Galaxy in the constellation Antlia

NGC 3449 is a spiral galaxy in the constellation of Antlia. Its velocity with respect to the cosmic microwave background is 3609±17 km/s, which corresponds to a Hubble distance of 53.23 ± 3.74 Mpc. However, 20 non-redshift measurements give a closer mean distance of 46.595 ± 1.221 Mpc. It was discovered by British astronomer John Herschel on 29 April 1834.

==NGC 3449 group==
NGC 3449 is the namesake of a trio of galaxies called the NGC 3449 group (also known as LGG 222).
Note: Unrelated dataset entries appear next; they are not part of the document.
#[cfg(test)]
mod tests {
    use super::*;

    const STAGE: &str = "// transform written by the alignment engine\n\
(Transform \"EulerTransform\")\n\
(NumberOfParameters 3)\n\
(TransformParameters 0.01 1.5 -2.25)\n\
(InitialTransformParametersFileName \"NoInitialTransform\")\n\
(Size 100 50)\n\
(Spacing 2.0 2.0)\n\
(ResampleInterpolator \"FinalBSplineInterpolator\")\n\
(FinalBSplineInterpolationOrder 3)\n\
(ResultImagePixelType \"float\")\n";

    fn settings(spacing: f64) -> WarpSettings {
        WarpSettings {
            pixel_type: PixelType::Short,
            interpolation_order: 0,
            target_spacing: Vector3::new(spacing, spacing, 1.0),
        }
    }

    #[test]
    fn test_untouched_text_is_preserved() {
        assert_eq!(ParameterText::parse(STAGE).render(), STAGE);
    }

    #[test]
    fn test_retarget_rescales_size() {
        let stage = TransformStage::parse(STAGE);
        let warped = stage.retarget(&settings(1.0), None).unwrap();
        assert_eq!(warped.size().unwrap(), vec![200.0, 100.0]);
        assert_eq!(warped.spacing().unwrap(), vec![1.0, 1.0]);
        assert_eq!(warped.pixel_type(), Some(PixelType::Short));
        assert_eq!(warped.interpolation_order(), Some(0));
        assert_eq!(warped.initial_transform(), None);

        let text = warped.render();
        assert!(text.contains("(TransformParameters 0.01 1.5 -2.25)"));
        assert!(text.contains("(ResampleInterpolator \"FinalBSplineInterpolatorFloat\")"));
        assert!(text.starts_with("// transform written by the alignment engine\n"));
    }

    #[test]
    fn test_resize_is_scale_consistent() {
        assert!((resize_for_spacing(100.0, 2.0, 1.0) - 200.0).abs() < 1e-12);
        assert!((resize_for_spacing(33.0, 0.3, 0.1) - 99.0).abs() < 1e-9);
    }

    #[test]
    fn test_retarget_chains_predecessor() {
        let stage = TransformStage::parse(STAGE);
        let previous = Path::new("/tmp/work/TransformParameters.0.txt");
        let warped = stage.retarget(&settings(0.5), Some(previous)).unwrap();
        assert_eq!(warped.size().unwrap(), vec![400.0, 200.0]);
        assert_eq!(
            warped.initial_transform().as_deref(),
            Some("/tmp/work/TransformParameters.0.txt")
        );
    }

    #[test]
    fn test_retarget_requires_geometry() {
        let stage = TransformStage::parse("(Transform \"EulerTransform\")\n");
        assert!(matches!(stage.retarget(&settings(1.0), None), Err(MsiError::Parameter(_))));
    }

    #[test]
    fn test_point_metric_rewrite() {
        let text = "(Registration \"MultiResolutionRegistration\")\n(Metric \"AdvancedMattesMutualInformation\")\n";
        let rewritten = ParameterText::parse(&enable_point_metric(text));
        assert_eq!(
            rewritten.values("Registration").unwrap(),
            vec!["MultiMetricMultiResolutionRegistration"]
        );
        assert_eq!(
            rewritten.values("Metric").unwrap(),
            vec!["AdvancedMattesMutualInformation", "CorrespondingPointsEuclideanDistanceMetric"]
        );

        let plain = ParameterText::parse(&enable_point_metric("(Registration \"Plain\")\n"));
        assert_eq!(plain.values("Registration").unwrap(), vec!["MultiMetricRegistration"]);
    }

    #[test]
    fn test_processing_text() {
        let config = processing_config_from_text("(smoothing Gaussian)\n(smoothing-hw 4)\n(normalization TIC)\n").unwrap();
        assert_eq!(config.smoothing, Smoothing::Gaussian);
        assert_eq!(config.smoothing_half_window, 4);
        assert_eq!(config.normalization, Normalization::Tic);
        assert_eq!(config.baseline_half_window, 50);

        let text = processing_config_to_text(&config);
        assert_eq!(processing_config_from_text(&text).unwrap(), config);
        assert!(processing_config_from_text("(smoothing Wavelet)\n").is_err());
    }

    #[test]
    fn test_format_invariant() {
        assert_eq!(format_invariant(0.5), "0.5");
        assert_eq!(format_invariant(2.0), "2");
        assert_eq!(format_invariant(1e-7), "0.0000001");
    }
}
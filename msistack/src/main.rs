use std::fs;
use std::path::{Path, PathBuf};
use std::process;
use std::sync::Arc;

use clap::{Parser, Subcommand};
use flexi_logger::{Logger, LoggerHandle};
use log::{error, info};

use msicore::algorithm::processing::ProcessingConfig;
use msicore::data::image::PixelType;
use msistack::config::StackConfig;
use msistack::exchange::nrrd::{read_nrrd, write_nrrd};
use msistack::exchange::parameters::{processing_config_to_text, ParameterSource, TransformChain};
use msistack::exchange::points::read_point_set;
use msistack::registration::orchestrator::RegistrationOrchestrator;
use msistack::{MsiError, Result};

#[derive(Parser)]
#[command(name = "msistack")]
#[command(about = "Register MSI slices with elastix and apply the transforms with transformix")]
struct Cli {
    /// Log level specification, e.g. `info` or `msistack=debug`
    #[arg(long, default_value = "info", global = true)]
    log_level: String,

    #[command(subcommand)]
    command: Commands,
}

#[derive(Subcommand)]
enum Commands {
    /// Register a moving image onto a fixed image
    Register {
        /// Fixed image (NRRD)
        #[arg(long)]
        fixed: PathBuf,
        /// Moving image (NRRD)
        #[arg(long)]
        moving: PathBuf,
        /// Fixed mask (NRRD), used together with --moving-mask
        #[arg(long, requires = "moving_mask")]
        fixed_mask: Option<PathBuf>,
        /// Moving mask (NRRD)
        #[arg(long, requires = "fixed_mask")]
        moving_mask: Option<PathBuf>,
        /// Fixed landmarks (elastix point file), used together with --moving-points
        #[arg(long, requires = "moving_points")]
        fixed_points: Option<PathBuf>,
        /// Moving landmarks (elastix point file)
        #[arg(long, requires = "fixed_points")]
        moving_points: Option<PathBuf>,
        /// Registration parameter file, repeat for multiple stages
        #[arg(short, long)]
        parameters: Vec<PathBuf>,
        /// Stack configuration (JSON)
        #[arg(short, long)]
        config: Option<PathBuf>,
        /// Directory receiving TransformParameters.{i}.txt
        #[arg(short, long)]
        output: PathBuf,
    },

    /// Warp an image with a previously computed transform chain
    Warp {
        /// Image defining the target spacing, i.e. the moving image of the registration
        #[arg(long)]
        reference: PathBuf,
        /// Image to warp (NRRD)
        #[arg(long)]
        input: PathBuf,
        /// Transform stages in order
        #[arg(short, long, required = true)]
        transform: Vec<PathBuf>,
        /// Output pixel type (uchar, short, ushort, int, float, double)
        #[arg(long, default_value = "float")]
        pixel_type: String,
        /// B-spline interpolation order, 0 for label images
        #[arg(long, default_value_t = 3)]
        order: u8,
        /// Stack configuration (JSON)
        #[arg(short, long)]
        config: Option<PathBuf>,
        /// Warped image (NRRD)
        #[arg(short, long)]
        output: PathBuf,
    },

    /// Write a stack configuration with all defaults
    SampleConfig {
        #[arg(short, long)]
        output: Option<PathBuf>,
    },

    /// Write a processing parameter file with all defaults
    SampleProcessing {
        #[arg(short, long)]
        output: Option<PathBuf>,
    },
}

fn setup_logging(level: &str) -> Result<LoggerHandle> {
    Logger::try_with_str(level)
        .and_then(|logger| logger.log_to_stderr().start())
        .map_err(|e| MsiError::Config(format!("logger initialization failed: {}", e)))
}

fn load_config(path: Option<&Path>) -> Result<StackConfig> {
    match path {
        Some(path) => StackConfig::from_json_file(path),
        None => Ok(StackConfig::default()),
    }
}

fn write_or_print(output: Option<&Path>, text: &str) -> Result<()> {
    match output {
        Some(path) => {
            fs::write(path, text)?;
            info!("Written {}", path.display());
        }
        None => print!("{}", text),
    }
    Ok(())
}

fn run(command: Commands) -> Result<()> {
    match command {
        Commands::Register {
            fixed,
            moving,
            fixed_mask,
            moving_mask,
            fixed_points,
            moving_points,
            parameters,
            config,
            output,
        } => {
            let config = load_config(config.as_deref())?;
            let mut orchestrator = RegistrationOrchestrator::from_config(&config.registration);
            orchestrator.set_image_data(Arc::new(read_nrrd(&fixed)?), read_nrrd(&moving)?)?;

            if let (Some(fixed_mask), Some(moving_mask)) = (fixed_mask, moving_mask) {
                orchestrator.set_mask_data(
                    Some(Arc::new(read_nrrd(&fixed_mask)?)),
                    Some(Arc::new(read_nrrd(&moving_mask)?)),
                )?;
            }
            if let (Some(fixed_points), Some(moving_points)) = (fixed_points, moving_points) {
                orchestrator.set_point_data(
                    Some(Arc::new(read_point_set(&fixed_points)?)),
                    Some(Arc::new(read_point_set(&moving_points)?)),
                );
            }
            if !parameters.is_empty() {
                orchestrator.set_registration_parameters(parameters.into_iter().map(ParameterSource::File).collect());
            }

            orchestrator.get_registration()?;

            fs::create_dir_all(&output)?;
            for (i, text) in orchestrator.transformation_texts().iter().enumerate() {
                let path = output.join(format!("TransformParameters.{}.txt", i));
                fs::write(&path, text)?;
                info!("Written {}", path.display());
            }
            Ok(())
        }
        Commands::Warp {
            reference,
            input,
            transform,
            pixel_type,
            order,
            config,
            output,
        } => {
            let config = load_config(config.as_deref())?;
            let pixel_type = PixelType::from_engine_name(&pixel_type)
                .ok_or_else(|| MsiError::InvalidInput(format!("unknown pixel type '{}'", pixel_type)))?;

            let reference = Arc::new(read_nrrd(&reference)?);
            let mut orchestrator = RegistrationOrchestrator::from_config(&config.registration);
            orchestrator.set_image_data(reference.clone(), reference)?;

            let texts = transform
                .iter()
                .map(fs::read_to_string)
                .collect::<std::io::Result<Vec<String>>>()?;
            orchestrator.set_transformation(TransformChain::from_texts(&texts));

            let warped = orchestrator.warp_image(&read_nrrd(&input)?, pixel_type, order)?;
            write_nrrd(&output, &warped)?;
            info!("Written {} {}", output.display(), warped.shape_string());
            Ok(())
        }
        Commands::SampleConfig { output } => write_or_print(output.as_deref(), &StackConfig::default().to_json()?),
        Commands::SampleProcessing { output } => {
            write_or_print(output.as_deref(), &processing_config_to_text(&ProcessingConfig::default()))
        }
    }
}

fn main() {
    let cli = Cli::parse();

    let _logger = match setup_logging(&cli.log_level) {
        Ok(handle) => handle,
        Err(e) => {
            eprintln!("{}", e);
            process::exit(2);
        }
    };

    if let Err(e) = run(cli.command) {
        error!("{}", e);
        process::exit(1);
    }
}
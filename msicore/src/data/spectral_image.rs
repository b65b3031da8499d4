use std::sync::Arc;

use crate::algorithm::processing::ProcessingConfig;
use crate::data::image::ImageVolume;
use crate::data::spectrum::{SpectrumFormat, SpectrumSummary};
use crate::error::Result;

/// Capability of a slice image that holds spectra and can synthesize ion images.
pub trait SpectralImage: Send + Sync {
    /// Display image defining the slice geometry.
    fn image(&self) -> &ImageVolume;

    /// Label image of valid pixels, same geometry as [`SpectralImage::image`].
    fn mask(&self) -> Option<&ImageVolume>;

    /// Overview spectra (axis, sum, mean, max) of the slice.
    fn summary(&self) -> &SpectrumSummary;

    fn format(&self) -> SpectrumFormat;

    /// Label of the spectral axis, e.g. `m/z`.
    fn axis_label(&self) -> &str;

    /// Smallest and largest coordinate of the spectral axis.
    fn x_range(&self) -> Option<(f64, f64)> {
        self.summary().range()
    }

    /// Synthesize the ion image for `center ± tolerance` into `target`.
    ///
    /// # Arguments
    ///
    /// * `center` - spectral coordinate, e.g. an m/z value
    /// * `tolerance` - half width of the integration window
    /// * `config` - processing settings for this query
    /// * `target` - scratch image with the geometry of [`SpectralImage::image`]
    ///
    fn ion_image(
        &self,
        center: f64,
        tolerance: f64,
        config: &ProcessingConfig,
        target: &mut ImageVolume,
    ) -> Result<()>;
}

/// A slice image as handed to registration and stacking.
///
/// Whether a slice carries spectra is decided when it is constructed, consumers ask via
/// [`SliceImage::spectral`] instead of inspecting concrete types.
#[derive(Clone)]
pub enum SliceImage {
    Plain(Arc<ImageVolume>),
    Spectral(Arc<dyn SpectralImage>),
}

impl SliceImage {
    /// The raster used for geometry and registration.
    pub fn volume(&self) -> &ImageVolume {
        match self {
            SliceImage::Plain(image) => image,
            SliceImage::Spectral(spectral) => spectral.image(),
        }
    }

    pub fn spectral(&self) -> Option<&Arc<dyn SpectralImage>> {
        match self {
            SliceImage::Plain(_) => None,
            SliceImage::Spectral(spectral) => Some(spectral),
        }
    }
}

impl From<ImageVolume> for SliceImage {
    fn from(image: ImageVolume) -> Self {
        SliceImage::Plain(Arc::new(image))
    }
}

impl From<Arc<ImageVolume>> for SliceImage {
    fn from(image: Arc<ImageVolume>) -> Self {
        SliceImage::Plain(image)
    }
}

impl<T: SpectralImage + 'static> From<Arc<T>> for SliceImage {
    fn from(image: Arc<T>) -> Self {
        SliceImage::Spectral(image)
    }
}

impl std::fmt::Debug for SliceImage {
    fn fmt(&self, f: &mut std::fmt::Formatter<'_>) -> std::fmt::Result {
        match self {
            SliceImage::Plain(image) => write!(f, "SliceImage::Plain({})", image.shape_string()),
            SliceImage::Spectral(s) => write!(
                f,
                "SliceImage::Spectral({}, {})",
                s.image().shape_string(),
                s.format()
            ),
        }
    }
}
use super::Format;
use super::output::{self, Stats};
use navcfg::mapping::{Entry, update};
use navcfg::{DataId, RecordTable, Sample};
use std::collections::BTreeMap;
use std::time::{Duration, Instant};

/// How replayed records are shown
#[derive(Debug, Default, Clone, Copy, PartialEq, Eq)]
pub enum Mode {
    /// Nothing but the final statistics
    Quiet,
    /// Latest copy of every record, redrawn in place
    #[default]
    Pretty,
    /// One line per record
    Scroll,
    /// Record counts and rates, redrawn in place
    Stats,
}

const REFRESH: Duration = Duration::from_millis(100);

#[derive(Debug, Default)]
struct Counter {
    name: &'static str,
    count: u64,
    first: Option<f64>,
    last: Option<f64>,
}

impl Counter {
    /// Rate in record time, zero when the records carry no time.
    fn rate(&self) -> f64 {
        match (self.first, self.last) {
            (Some(first), Some(last)) if last > first => (self.count - 1) as f64 / (last - first),
            _ => 0.0,
        }
    }
}

/// Replay display
pub struct Display {
    mode: Mode,
    format: Format,
    drawn: Option<Instant>,
    latest: BTreeMap<DataId, (&'static str, Vec<Entry>)>,
    counters: BTreeMap<DataId, Counter>,
}

impl Display {
    pub fn new(mode: Mode, format: Format) -> Self {
        Self {
            mode,
            format,
            drawn: None,
            latest: BTreeMap::new(),
            counters: BTreeMap::new(),
        }
    }

    fn count(&mut self, table: &RecordTable, sample: &Sample) {
        let counter = self.counters.entry(sample.id).or_default();
        counter.name = table.name();
        counter.count += 1;
        if let Some(time) = sample.time {
            counter.first.get_or_insert(time);
            counter.last = Some(time);
        }
    }

    fn due(&mut self) -> bool {
        let now = Instant::now();
        match self.drawn {
            Some(drawn) if now.duration_since(drawn) < REFRESH => false,
            _ => {
                self.drawn = Some(now);
                true
            }
        }
    }

    /// Shows one replayed record.
    pub fn show(&mut self, table: &RecordTable, sample: &Sample) -> anyhow::Result<()> {
        self.count(table, sample);
        match self.mode {
            Mode::Quiet => {}
            Mode::Scroll => self.scroll(table, sample)?,
            Mode::Pretty => {
                let entries = update::display(table, &sample.record)?;
                self.latest.insert(sample.id, (table.name(), entries));
                if self.due() {
                    self.pretty()?;
                }
            }
            Mode::Stats => {
                if self.due() {
                    clearscreen::clear()?;
                    output::emit(Format::Table, &self.stats())?;
                }
            }
        }
        Ok(())
    }

    fn scroll(&self, table: &RecordTable, sample: &Sample) -> anyhow::Result<()> {
        let entries = update::display(table, &sample.record)?;
        match self.format {
            Format::Json => {
                let values = entries
                    .into_iter()
                    .map(|entry| (entry.name, entry.value))
                    .collect::<BTreeMap<_, _>>();
                let line = serde_json::json!({ "record": table.name(), "values": values });
                println!("{}", line);
            }
            _ => {
                let values = entries
                    .iter()
                    .map(ToString::to_string)
                    .collect::<Vec<_>>()
                    .join(", ");
                println!("{}: {}", table.name(), values);
            }
        }
        Ok(())
    }

    fn pretty(&self) -> anyhow::Result<()> {
        clearscreen::clear()?;
        for (id, (name, entries)) in &self.latest {
            println!("{} ({})", name, id.as_u32());
            for entry in entries {
                println!("    {}", entry);
            }
        }
        Ok(())
    }

    fn stats(&self) -> Vec<Stats> {
        self.counters
            .iter()
            .map(|(id, counter)| Stats::new(counter.name, *id, counter.count, counter.rate()))
            .collect()
    }

    /// Draws the final state and the statistics.
    pub fn finish(&mut self) -> anyhow::Result<()> {
        if self.mode == Mode::Pretty && !self.latest.is_empty() {
            self.pretty()?;
        }
        if self.mode == Mode::Stats {
            clearscreen::clear()?;
        }
        output::emit(self.format, &self.stats())
    }
}
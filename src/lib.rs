pub mod device;
pub mod frame;
pub mod logger;
pub mod mapping;
pub mod ports;
pub mod records;
pub mod replay;

pub use device::{Device, ImageDevice};
pub use frame::Frame;
pub use logger::{LogType, LogWriter, LoggerConfig, LoggerConfigBuilder};
pub use mapping::{
    DataId, ElementType, EnumDef, Entry, Field, IntWidth, RecordTable, Registry, TableBuilder,
    TableError,
};
pub use ports::{Baudrate, Link, LinkBuilder, PortSelection};
pub use records::{FlashConfig, registry};
pub use replay::{LogReader, Replay, Sample};

/// Error
#[derive(Debug)]
pub enum Error {
    Unsupported(&'static str),
    MissingRecord(DataId),
    UnknownRecord(DataId),
    NoLogFiles(std::path::PathBuf),
    Mapping(mapping::Error),
    Table(TableError),
    Io(std::io::Error),
    Serial(serialport::Error),
    Frame(binrw::Error),
}

impl Error {
    pub fn is_unsupported(&self) -> bool {
        matches!(self, Self::Unsupported(..))
    }
    pub fn is_missing_record(&self) -> bool {
        matches!(self, Self::MissingRecord(..))
    }
    pub fn is_unknown_record(&self) -> bool {
        matches!(self, Self::UnknownRecord(..))
    }

    pub fn is_mapping_error(&self) -> bool {
        matches!(self, Self::Mapping(..))
    }
    pub fn as_mapping_error(&self) -> Option<&mapping::Error> {
        match self {
            Self::Mapping(e) => Some(e),
            _ => None,
        }
    }
    pub fn into_mapping_error(self) -> Option<mapping::Error> {
        match self {
            Self::Mapping(e) => Some(e),
            _ => None,
        }
    }

    pub fn is_table_error(&self) -> bool {
        matches!(self, Self::Table(..))
    }
    pub fn as_table_error(&self) -> Option<&TableError> {
        match self {
            Self::Table(e) => Some(e),
            _ => None,
        }
    }

    pub fn is_io_error(&self) -> bool {
        matches!(self, Self::Io(..))
    }
    pub fn as_io_error(&self) -> Option<&std::io::Error> {
        match self {
            Self::Io(e) => Some(e),
            _ => None,
        }
    }
    pub fn into_io_error(self) -> Option<std::io::Error> {
        match self {
            Self::Io(e) => Some(e),
            _ => None,
        }
    }

    pub fn is_serial_error(&self) -> bool {
        matches!(self, Self::Serial(..))
    }
    pub fn as_serial_error(&self) -> Option<&serialport::Error> {
        match self {
            Self::Serial(e) => Some(e),
            _ => None,
        }
    }

    pub fn is_frame_error(&self) -> bool {
        matches!(self, Self::Frame(..))
    }
    pub fn as_frame_error(&self) -> Option<&binrw::Error> {
        match self {
            Self::Frame(e) => Some(e),
            _ => None,
        }
    }
}

impl std::fmt::Display for Error {
    fn fmt(&self, f: &mut std::fmt::Formatter<'_>) -> std::fmt::Result {
        match self {
            Self::Unsupported(what) => write!(f, "{} is not supported", what),
            Self::MissingRecord(id) => write!(f, "device holds no {} record", id),
            Self::UnknownRecord(id) => write!(f, "no layout known for record {}", id),
            Self::NoLogFiles(path) => write!(f, "no log files found in {}", path.display()),
            Self::Mapping(e) => write!(f, "mapping error: {}", e),
            Self::Table(e) => write!(f, "table error: {}", e),
            Self::Io(e) => write!(f, "io error: {}", e),
            Self::Serial(e) => write!(f, "serial error: {}", e),
            Self::Frame(e) => write!(f, "frame error: {}", e),
        }
    }
}

impl From<mapping::Error> for Error {
    fn from(value: mapping::Error) -> Self {
        Self::Mapping(value)
    }
}

impl From<TableError> for Error {
    fn from(value: TableError) -> Self {
        Self::Table(value)
    }
}

impl From<std::io::Error> for Error {
    fn from(value: std::io::Error) -> Self {
        Self::Io(value)
    }
}

impl From<serialport::Error> for Error {
    fn from(value: serialport::Error) -> Self {
        Self::Serial(value)
    }
}

impl From<binrw::Error> for Error {
    fn from(value: binrw::Error) -> Self {
        Self::Frame(value)
    }
}

impl std::error::Error for Error {}

pub type Result<T> = std::result::Result<T, Error>;
//! Serial port selection and link settings.

use crate::Result;
use log::debug;
use serialport::{DataBits, FlowControl, Parity, SerialPort, SerialPortInfo, StopBits};
use std::borrow::Cow;
use std::str::FromStr;
use std::time::Duration;

pub type Baudrate = u32;

/// Baudrate devices are linked at unless told otherwise.
pub const DEFAULT_BAUDRATE: Baudrate = 921_600;

/// Baudrates devices accept, fastest first.
pub const SUPPORTED_BAUDRATES: &[Baudrate] = &[
    3_000_000, 921_600, 460_800, 230_400, 115_200, 57_600, 38_400, 19_200,
];

/// Checks whether devices accept a baudrate.
pub fn is_supported_baudrate(baudrate: Baudrate) -> bool {
    SUPPORTED_BAUDRATES.contains(&baudrate)
}

/// Ports to work with
///
/// Parsed from `*` (every port), `*N` (the first `N` ports) or a port name.
#[derive(Debug, Default, Clone, PartialEq, Eq)]
pub enum PortSelection {
    #[default]
    All,
    First(usize),
    Named(String),
}

impl FromStr for PortSelection {
    type Err = String;

    fn from_str(s: &str) -> std::result::Result<Self, Self::Err> {
        let s = s.trim();
        match s.strip_prefix('*') {
            Some("") => Ok(Self::All),
            Some(count) => count
                .parse()
                .map(Self::First)
                .map_err(|_| format!("incorrect port count: {}", s)),
            None if s.is_empty() => Err("empty port name".to_string()),
            None => Ok(Self::Named(s.to_string())),
        }
    }
}

impl std::fmt::Display for PortSelection {
    fn fmt(&self, f: &mut std::fmt::Formatter<'_>) -> std::fmt::Result {
        match self {
            Self::All => write!(f, "*"),
            Self::First(count) => write!(f, "*{}", count),
            Self::Named(name) => write!(f, "{}", name),
        }
    }
}

impl PortSelection {
    /// Picks ports out of `available`, which is expected sorted by name.
    ///
    /// A named port is picked even when it is not listed.
    pub fn select(&self, available: &[String]) -> Vec<String> {
        match self {
            Self::All => available.to_vec(),
            Self::First(count) => available.iter().take(*count).cloned().collect(),
            Self::Named(name) => vec![name.clone()],
        }
    }
}

/// Lists the host's serial ports sorted by name.
pub fn available_ports() -> Result<Vec<SerialPortInfo>> {
    let mut ports = serialport::available_ports()?;
    ports.sort_by(|a, b| a.port_name.cmp(&b.port_name));
    Ok(ports)
}

/// Link contains the settings serial ports are opened with.
#[derive(Debug, Clone)]
pub struct Link {
    baudrate: Baudrate,
    timeout: Duration,
}

impl Default for Link {
    fn default() -> Self {
        Self {
            baudrate: DEFAULT_BAUDRATE,
            timeout: Duration::from_millis(100),
        }
    }
}

impl Link {
    /// Creates a default [`Link`].
    pub fn new() -> Self {
        Default::default()
    }

    /// Creates a default [`Link`] builder.
    pub fn builder() -> LinkBuilder {
        Default::default()
    }

    /// Gets baudrate of the link.
    pub fn baudrate(&self) -> Baudrate {
        self.baudrate
    }

    /// Sets baudrate of the link.
    pub fn set_baudrate(&mut self, baudrate: Baudrate) {
        self.baudrate = baudrate;
    }

    /// Gets timeout for reading from the underlying port.
    pub fn timeout(&self) -> Duration {
        self.timeout
    }

    /// Sets timeout for reading from the underlying port.
    pub fn set_timeout(&mut self, timeout: Duration) {
        self.timeout = timeout;
    }

    /// Opens a port, 8 data bits, no parity, one stop bit.
    pub fn open<'a>(&self, path: impl Into<Cow<'a, str>>) -> Result<Box<dyn SerialPort>> {
        let path = path.into();
        let port = serialport::new(path.as_ref(), self.baudrate)
            .data_bits(DataBits::Eight)
            .parity(Parity::None)
            .stop_bits(StopBits::One)
            .flow_control(FlowControl::None)
            .timeout(self.timeout)
            .open()?;
        debug!("opened {} at {} baud", path, self.baudrate);
        Ok(port)
    }
}

/// [`Link`] builder
///
/// A builder can be created by any of
///
/// * [`Link::builder()`]
/// * [`LinkBuilder::new()`]
/// * [`LinkBuilder::default()`].
#[derive(Default, Debug, Clone)]
pub struct LinkBuilder {
    inner: Link,
}

impl LinkBuilder {
    /// Creates a default [`Link`] builder.
    pub fn new() -> Self {
        Self::default()
    }

    /// Builds a [`Link`].
    pub fn build(self) -> Link {
        self.inner
    }

    /// Sets baudrate of the link.
    pub fn baudrate(&mut self, baudrate: Baudrate) -> &mut Self {
        self.inner.baudrate = baudrate;
        self
    }

    /// Sets timeout for reading from the underlying port.
    pub fn timeout(&mut self, timeout: Duration) -> &mut Self {
        self.inner.timeout = timeout;
        self
    }
}

impl From<Link> for LinkBuilder {
    /// Creates a [`Link`] builder from an existing [`Link`].
    fn from(value: Link) -> Self {
        Self { inner: value }
    }
}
The other two galaxies are ESO 437-67 and ESO 437-65.

==Supernovae==
Two supernovae have been observed in NGC 3449:
- SN 2012bu (Type II-P, mag. 18.4) was discovered by Stan Howerton and the Siding Spring Survey on 16 January 2012.
- ASASSN-15aj (Type Ia, mag. 15.0) was discovered by ASAS-SN on 8 January 2015.